_Problem_. Start with the first line of the data and end with the line that holds "A typical file"; write out each one exactly.

+++ Provided entries +++

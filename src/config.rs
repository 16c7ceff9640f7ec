//! YAML configuration.
//!
//! Every section has defaults that reproduce the original deployment (Poetry
//! Foundation poem of the day, delivered at 06:05 America/New_York), so an
//! empty file, or no file at all, is a valid configuration. A typical file
//! only names destinations:
//!
//! ```yaml
//! destinations:
//!   poems: https://discord.com/api/webhooks/123/abc
//! delivery:
//!   default_destination: poems
//! ```
//!
//! Selectors, patterns, timezones and job times are validated when the
//! pipeline components are built at startup, not here.

use crate::error::ConfigError;
use serde::Deserialize;
use std::collections::BTreeMap;
use std::num::NonZeroUsize;
use std::path::Path;
use std::time::Duration;
use tracing::{info, instrument};

/// Default User-Agent sent with upstream requests
pub const DEFAULT_USER_AGENT: &str = concat!("daily_verse/", env!("CARGO_PKG_VERSION"));

#[derive(Debug, Clone, Default, Deserialize)]
#[serde(default)]
pub struct Config {
    pub source: SourceConfig,
    pub delivery: DeliveryConfig,
    /// Destination name to incoming-webhook URL.
    pub destinations: BTreeMap<String, String>,
    pub schedule: ScheduleConfig,
}

impl Config {
    /// Load configuration from a YAML file.
    #[instrument(level = "info")]
    pub fn load(path: &Path) -> Result<Self, ConfigError> {
        let raw = std::fs::read_to_string(path).map_err(|source| ConfigError::Read {
            path: path.display().to_string(),
            source,
        })?;
        let config = Self::from_yaml(&raw)?;
        info!(
            endpoint = %config.source.endpoint,
            destinations = config.destinations.len(),
            jobs = config.schedule.jobs.len(),
            "Loaded configuration"
        );
        Ok(config)
    }

    /// Parse configuration from a YAML string. Missing keys take defaults.
    pub fn from_yaml(raw: &str) -> Result<Self, ConfigError> {
        if raw.trim().is_empty() {
            return Ok(Self::default());
        }
        Ok(serde_yaml::from_str(raw)?)
    }
}

/// Where the poem comes from and how to read it.
#[derive(Debug, Clone, Deserialize)]
#[serde(default)]
pub struct SourceConfig {
    pub endpoint: String,
    pub timeout_secs: u64,
    pub user_agent: String,
    pub extractor: ExtractorConfig,
}

impl SourceConfig {
    pub fn timeout(&self) -> Duration {
        Duration::from_secs(self.timeout_secs)
    }
}

impl Default for SourceConfig {
    fn default() -> Self {
        Self {
            endpoint: "https://www.poetryfoundation.org/poems/poem-of-the-day".to_string(),
            timeout_secs: 15,
            user_agent: DEFAULT_USER_AGENT.to_string(),
            extractor: ExtractorConfig::default(),
        }
    }
}

/// Extraction strategy, selected by `kind`.
#[derive(Debug, Clone, Deserialize)]
#[serde(tag = "kind", rename_all = "lowercase")]
pub enum ExtractorConfig {
    Html(HtmlSelectors),
    Json(JsonFields),
    Regex(PatternSet),
}

impl Default for ExtractorConfig {
    fn default() -> Self {
        ExtractorConfig::Html(HtmlSelectors::default())
    }
}

/// CSS selectors for the HTML strategy.
#[derive(Debug, Clone, Deserialize)]
#[serde(default)]
pub struct HtmlSelectors {
    /// Anchor to follow from the endpoint page to the poem page.
    pub link: Option<String>,
    pub title: String,
    pub author: String,
    /// Elements inside the author node; the last match holds the name.
    pub author_inner: Option<String>,
    pub body: String,
}

impl Default for HtmlSelectors {
    fn default() -> Self {
        Self {
            link: Some(r#"a[href^="/poetrymagazine/poems/"]"#.to_string()),
            title: "h4.type-gamma".to_string(),
            author: "div.type-kappa".to_string(),
            author_inner: Some("span".to_string()),
            body: "div.rich-text".to_string(),
        }
    }
}

/// Field lookups for the JSON strategy.
///
/// `collection` is a JSON pointer (RFC 6901) to the poem object, e.g. `/0`
/// for a top-level array. The other fields are keys inside that object.
#[derive(Debug, Clone, Deserialize)]
#[serde(default)]
pub struct JsonFields {
    pub collection: Option<String>,
    pub title: String,
    pub author: String,
    pub lines: String,
}

impl Default for JsonFields {
    fn default() -> Self {
        Self {
            collection: Some("/0".to_string()),
            title: "title".to_string(),
            author: "author".to_string(),
            lines: "lines".to_string(),
        }
    }
}

/// Regular expressions for the regex strategy. Capture group 1 is the value.
#[derive(Debug, Clone, Deserialize)]
pub struct PatternSet {
    #[serde(default)]
    pub title: Option<String>,
    #[serde(default)]
    pub author: Option<String>,
    pub body: String,
}

/// How poems are delivered.
#[derive(Debug, Clone, Deserialize)]
#[serde(default)]
pub struct DeliveryConfig {
    /// Destination used when a trigger does not name one.
    pub default_destination: String,
    /// Platform message-size limit, in characters.
    pub max_message_len: NonZeroUsize,
    /// Delay between consecutive messages of one delivery.
    pub pacing_ms: u64,
    /// Sent instead of the poem when the pipeline fails.
    pub apology: String,
    pub include_source_url: bool,
}

impl DeliveryConfig {
    pub fn pacing(&self) -> Duration {
        Duration::from_millis(self.pacing_ms)
    }
}

impl Default for DeliveryConfig {
    fn default() -> Self {
        Self {
            default_destination: "poems".to_string(),
            max_message_len: NonZeroUsize::new(1900).unwrap_or(NonZeroUsize::MIN),
            pacing_ms: 1000,
            apology: "An error occurred while fetching the poem.".to_string(),
            include_source_url: true,
        }
    }
}

/// Daily jobs, evaluated in a named timezone.
#[derive(Debug, Clone, Deserialize)]
#[serde(default)]
pub struct ScheduleConfig {
    /// IANA timezone name, e.g. `America/New_York`.
    pub timezone: String,
    pub jobs: Vec<JobConfig>,
}

impl Default for ScheduleConfig {
    fn default() -> Self {
        Self {
            timezone: "America/New_York".to_string(),
            jobs: vec![JobConfig {
                at: Some("06:05".to_string()),
                cron: None,
                destination: None,
            }],
        }
    }
}

/// One scheduled delivery. Give either `at` or `cron`; `cron` wins if both
/// are set.
#[derive(Debug, Clone, Deserialize)]
pub struct JobConfig {
    /// Daily wall-clock time as `HH:MM`.
    #[serde(default)]
    pub at: Option<String>,
    /// Cron expression, five fields (`30 7 * * MON-FRI`) or the six/seven
    /// field form with seconds.
    #[serde(default)]
    pub cron: Option<String>,
    /// Overrides the default destination for this job.
    #[serde(default)]
    pub destination: Option<String>,
}

#[cfg(test)]
mod tests {
    use super::*;

    #[test]
    fn test_empty_yaml_uses_defaults() {
        let config = Config::from_yaml("").unwrap();
        assert_eq!(
            config.source.endpoint,
            "https://www.poetryfoundation.org/poems/poem-of-the-day"
        );
        assert_eq!(config.delivery.max_message_len.get(), 1900);
        assert_eq!(config.schedule.timezone, "America/New_York");
        assert_eq!(config.schedule.jobs.len(), 1);
        assert_eq!(config.schedule.jobs[0].at.as_deref(), Some("06:05"));
        assert!(matches!(config.source.extractor, ExtractorConfig::Html(ref s) if s.link.is_some()));
    }

    #[test]
    fn test_partial_yaml_keeps_other_defaults() {
        let config = Config::from_yaml(
            r#"
destinations:
  poems: https://chat.example.com/hooks/1
delivery:
  pacing_ms: 250
"#,
        )
        .unwrap();
        assert_eq!(
            config.destinations.get("poems").map(String::as_str),
            Some("https://chat.example.com/hooks/1")
        );
        assert_eq!(config.delivery.pacing(), Duration::from_millis(250));
        assert_eq!(config.delivery.default_destination, "poems");
        assert_eq!(config.source.timeout(), Duration::from_secs(15));
    }

    #[test]
    fn test_json_extractor_config() {
        let config = Config::from_yaml(
            r#"
source:
  endpoint: https://poetrydb.org/random
  extractor:
    kind: json
    lines: verses
"#,
        )
        .unwrap();
        match config.source.extractor {
            ExtractorConfig::Json(fields) => {
                assert_eq!(fields.collection.as_deref(), Some("/0"));
                assert_eq!(fields.title, "title");
                assert_eq!(fields.lines, "verses");
            }
            other => panic!("expected json extractor, got {other:?}"),
        }
    }

    #[test]
    fn test_schedule_jobs_yaml() {
        let config = Config::from_yaml(
            r#"
schedule:
  timezone: Europe/London
  jobs:
    - at: "07:00"
    - cron: "30 7 * * MON-FRI"
      destination: general
"#,
        )
        .unwrap();
        let jobs = &config.schedule.jobs;
        assert_eq!(config.schedule.timezone, "Europe/London");
        assert_eq!(jobs.len(), 2);
        assert_eq!(jobs[0].at.as_deref(), Some("07:00"));
        assert!(jobs[0].cron.is_none());
        assert_eq!(jobs[1].cron.as_deref(), Some("30 7 * * MON-FRI"));
        assert_eq!(jobs[1].destination.as_deref(), Some("general"));
    }

    #[test]
    fn test_regex_extractor_requires_body() {
        let result = Config::from_yaml(
            r#"
source:
  extractor:
    kind: regex
    title: "<h1>(.*?)</h1>"
"#,
        );
        assert!(matches!(result, Err(ConfigError::Parse(_))));
    }

    #[test]
    fn test_zero_message_len_is_rejected() {
        let result = Config::from_yaml("delivery:\n  max_message_len: 0\n");
        assert!(result.is_err());
    }

    #[test]
    fn test_load_missing_file() {
        let result = Config::load(Path::new("/nonexistent/daily_verse.yaml"));
        assert!(matches!(result, Err(ConfigError::Read { .. })));
    }
}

+++

_Your solution_.
filename src/config.rs
repository 16c7ceff9640f7ec
//! YAML configuration.
//!
//! Every section has defaults that reproduce the original deployment (Poetry
//! Foundation poem of the day, delivered at 06:05 America/New_York), so an
//! empty file, or no file at all, is a valid configuration. A typical file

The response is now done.